Control your terminal from Telegram. Send keystrokes, read terminal output — all from your phone.

screenrecording

Works on macOS and Linux.

One bot per machine. Each machine needs its own Telegram bot token. Create a separate bot for each machine you want to control (e.g. @my_macbook_bot, @my_server_bot). Only one teleterm instance can use a given bot token at a time.

Quick Start

curl -fsSL https://raw.githubusercontent.com/warlockee/teleterm/main/setup.sh | bash

The setup script handles everything: clones the repo, installs dependencies, builds the project, walks you through creating a Telegram bot, and starts teleterm. Works on both macOS and Linux.

Or clone manually:

git clone https://github.com/warlockee/teleterm.git
cd teleterm
./setup.sh

How It Works

On macOS, teleterm reads terminal window text via the Accessibility API (AXUIElement), injects keystrokes via CGEvent, and focuses windows using AXUIElement. It works with any terminal app — no Screen Recording permission needed.

On Linux, teleterm uses tmux: tmux list-panes to discover sessions, tmux capture-pane to read content, and tmux send-keys to inject keystrokes. All sessions you want to control must run inside tmux.

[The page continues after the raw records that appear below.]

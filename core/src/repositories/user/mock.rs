//! Mock implementation of UserRepository for testing

use async_trait::async_trait;
use std::collections::HashMap;
use std::sync::Arc;
use tokio::sync::RwLock;

use crate::domain::entities::user::{NewUser, User, UserId};
use crate::errors::{AuthError, DomainError};

use super::trait_::UserRepository;

/// Mock user repository for testing
#[derive(Clone)]
pub struct MockUserRepository {
    users: Arc<RwLock<HashMap<UserId, User>>>,
    next_id: Arc<RwLock<UserId>>,
}

impl MockUserRepository {
    /// Create a new mock repository
    pub fn new() -> Self {
        Self {
            users: Arc::new(RwLock::new(HashMap::new())),
            next_id: Arc::new(RwLock::new(1)),
        }
    }

    /// Insert a user with a caller-chosen id, replacing any user with that id
    pub async fn insert(&self, user: User) {
        let mut users = self.users.write().await;
        let mut next_id = self.next_id.write().await;
        if user.id >= *next_id {
            *next_id = user.id + 1;
        }
        users.insert(user.id, user);
    }

    /// Remove a user by id
    pub async fn remove(&self, id: UserId) -> Option<User> {
        self.users.write().await.remove(&id)
    }
}

impl Default for MockUserRepository {
    fn default() -> Self {
        Self::new()
    }
}

#[async_trait]
impl UserRepository for MockUserRepository {
    async fn find_by_id(&self, id: UserId) -> Result<Option<User>, DomainError> {
        let users = self.users.read().await;
        Ok(users.get(&id).cloned())
    }

    async fn find_by_email(&self, email: &str) -> Result<Option<User>, DomainError> {
        let users = self.users.read().await;
        Ok(users.values().find(|u| u.email == email).cloned())
    }

    async fn create(&self, user: NewUser) -> Result<User, DomainError> {
        let mut users = self.users.write().await;

        if users.values().any(|u| u.email == user.email) {
            return Err(AuthError::EmailAlreadyExists.into());
        }

        let mut next_id = self.next_id.write().await;
        let created = User::new(*next_id, user.email, user.password);
        *next_id += 1;

        users.insert(created.id, created.clone());
        Ok(created)
    }
}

In both cases, terminal output is sent as monospace text to Telegram with a refresh button to update on demand.

Manual Setup

Prerequisites

Create a Telegram Bot

Each machine needs its own bot. To create one:

  1. Open Telegram and message @BotFather
  2. Send /newbot and follow the prompts
  3. Name it something you'll recognize (e.g. "My Server Terminal")
  4. Copy the API token

Run

# The setup script saves the token to apikey.txt and creates run.sh
./run.sh

# Or run directly
./teleterm

# Or pass the token directly
./teleterm --apikey YOUR_BOT_TOKEN

Options

Flag Description
--apikey <token> Telegram bot API token
--use-weak-security Disable Authenticator (owner-only lock still applies)
--dbfile <path> Custom database path (default: ./mybot.sqlite)
--dangerously-attach-to-any-window Show all windows, not just terminals (macOS only)

Usage

Message your bot on Telegram:

Command Action
.list List available terminal sessions
.1 .2 ... Connect to a session by number
.help Show help
.otptimeout <seconds> Set TOTP session timeout
Any other text Sent as keystrokes to the connected terminal

Linux: tmux requirement

On Linux, teleterm controls tmux sessions. Make sure your work is running inside tmux:

# Start a named session
tmux new -s dev

# Or start detached sessions
tmux new -s server1 -d
tmux new -s server2 -d

Then run teleterm separately (outside tmux or in its own tmux window) and use .list to see your sessions.

Keystroke Modifiers

Prefix your message with an emoji to add a modifier key:

Emoji Modifier Example
❤️ Ctrl ❤️c = Ctrl+C
💙 Alt 💙x = Alt+X
💚 Cmd macOS only
💛 ESC 💛 = send Escape
🧡 Enter 🧡 = send Enter
💜 Suppress auto-newline ls -la💜 = no Enter appended

Escape Sequences

\n for Enter, \t for Tab, \\ for literal backslash.

Environment Variables

Variable Default Description
TELETERM_VISIBLE_LINES 40 Number of terminal lines to include in output. Increase for more context, decrease for shorter messages.
TELETERM_SPLIT_MESSAGES off When set to 1 or true, long output is split across multiple Telegram messages. When off (default), output is truncated to fit a single message, keeping the most recent lines.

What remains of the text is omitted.